(What is being asked): Each line from the opening of the records that follow to the line with "as _, ResultExt" needs to be written out exactly. Add nothing.

-------- Data --------

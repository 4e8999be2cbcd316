use std::{fmt, process, str::FromStr, sync::Arc};

use argh::FromArgs;
use arena_alloc::{Arena, BoundaryTags, FitMode, FreeSpaceIndex, RedBlackTree, SortedList};
use logger::{LogLevel, LogSink, WriterSink};
use snafu::{OptionExt as _, ResultExt as _, Snafu};
use snafu_utils::{GenericError, Report};

/// Allocate blocks from an arena and print its block map.
#[derive(Debug, FromArgs)]
struct Args {
    /// usable arena size in bytes (default: 1000)
    #[argh(option, default = "1000")]
    size: usize,
    /// allocator kind: `boundary-tag`, `red-black-tree` or `sorted-list`
    #[argh(option, default = "Kind::BoundaryTag")]
    kind: Kind,
    /// placement strategy: `first`, `best` or `worst`
    #[argh(option, default = "FitMode::FirstFit")]
    fit: FitMode,
    /// index of an allocation to free after all allocations (repeatable)
    #[argh(option)]
    free: Vec<usize>,
    /// print allocator diagnostics to stderr
    #[argh(switch, short = 'v')]
    verbose: bool,
    /// sizes of the blocks to allocate, in bytes
    #[argh(positional)]
    sizes: Vec<usize>,
}

#[derive(Debug, Clone, Copy)]
enum Kind {
    BoundaryTag,
    RedBlackTree,
    SortedList,
}

#[derive(Debug, Snafu)]
#[snafu(display(
    "unknown allocator kind `{input}`, expected `boundary-tag`, `red-black-tree` or `sorted-list`"
))]
struct ParseKindError {
    input: String,
}

impl FromStr for Kind {
    type Err = ParseKindError;

    fn from_str(s: &str) -> Result<Self, Self::Err> {
        match s {
            "boundary-tag" | "bt" => Ok(Self::BoundaryTag),
            "red-black-tree" | "rb" => Ok(Self::RedBlackTree),
            "sorted-list" | "sl" => Ok(Self::SortedList),
            _ => ParseKindSnafu { input: s }.fail(),
        }
    }
}

/// Line-oriented stderr target for [`WriterSink`].
struct Stderr;

impl fmt::Write for Stderr {
    fn write_str(&mut self, s: &str) -> fmt::Result {
        eprint!("{s}");
        Ok(())
    }
}

fn main() {
    let args: Args = argh::from_env();

    if let Err(err) = run(&args) {
        let report = Report::new(err);
        eprintln!("{report}");
        process::exit(1);
    }
}

fn run(args: &Args) -> Result<(), GenericError> {
    let sink: Option<Arc<dyn LogSink>> = if args.verbose {
        Some(Arc::new(WriterSink::new(Stderr, LogLevel::Trace).colored(true)))
    } else {
        None
    };

    match args.kind {
        Kind::BoundaryTag => run_scenario::<BoundaryTags>(args, sink),
        Kind::RedBlackTree => run_scenario::<RedBlackTree>(args, sink),
        Kind::SortedList => run_scenario::<SortedList>(args, sink),
    }
}

fn run_scenario<I>(args: &Args, sink: Option<Arc<dyn LogSink>>) -> Result<(), GenericError>
where
    I: FreeSpaceIndex,
{
    let arena = Arena::<I>::new(args.size, None, sink, args.fit)
        .whatever_context("failed to create arena")?;

    println!(
        "{} arena, {} usable bytes, {}",
        I::NAME,
        arena.capacity().whatever_context("failed to query arena")?,
        args.fit
    );

    let mut handles = Vec::with_capacity(args.sizes.len());
    for (index, &size) in args.sizes.iter().enumerate() {
        let ptr = arena
            .allocate(size)
            .with_whatever_context(|_| format!("failed to allocate block #{index} of {size} bytes"))?;
        println!("allocated #{index}: {size} bytes at {ptr:p}");
        handles.push(ptr);
    }

    for &index in &args.free {
        let ptr = handles
            .get(index)
            .copied()
            .with_whatever_context(|| format!("no allocation #{index} to free"))?;
        unsafe { arena.deallocate(ptr) }
            .with_whatever_context(|_| format!("failed to free block #{index}"))?;
        println!("freed #{index}");
    }

    println!("{:>8} {:>8}  state", "offset", "size");
    for block in arena
        .list_blocks()
        .whatever_context("failed to list arena blocks")?
    {
        let state = if block.occupied { "occupied" } else { "free" };
        println!("{:>8} {:>8}  {state}", block.offset, block.size);
    }

    Ok(())
}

--------

(Answer for the task):
repository 4e8999be2cbcd316
use std::{fmt, process, str::FromStr, sync::Arc};

use argh::FromArgs;
use arena_alloc::{Arena, BoundaryTags, FitMode, FreeSpaceIndex, RedBlackTree, SortedList};
use logger::{LogLevel, LogSink, WriterSink};
use snafu::{OptionExt as _, ResultExt as _, Snafu};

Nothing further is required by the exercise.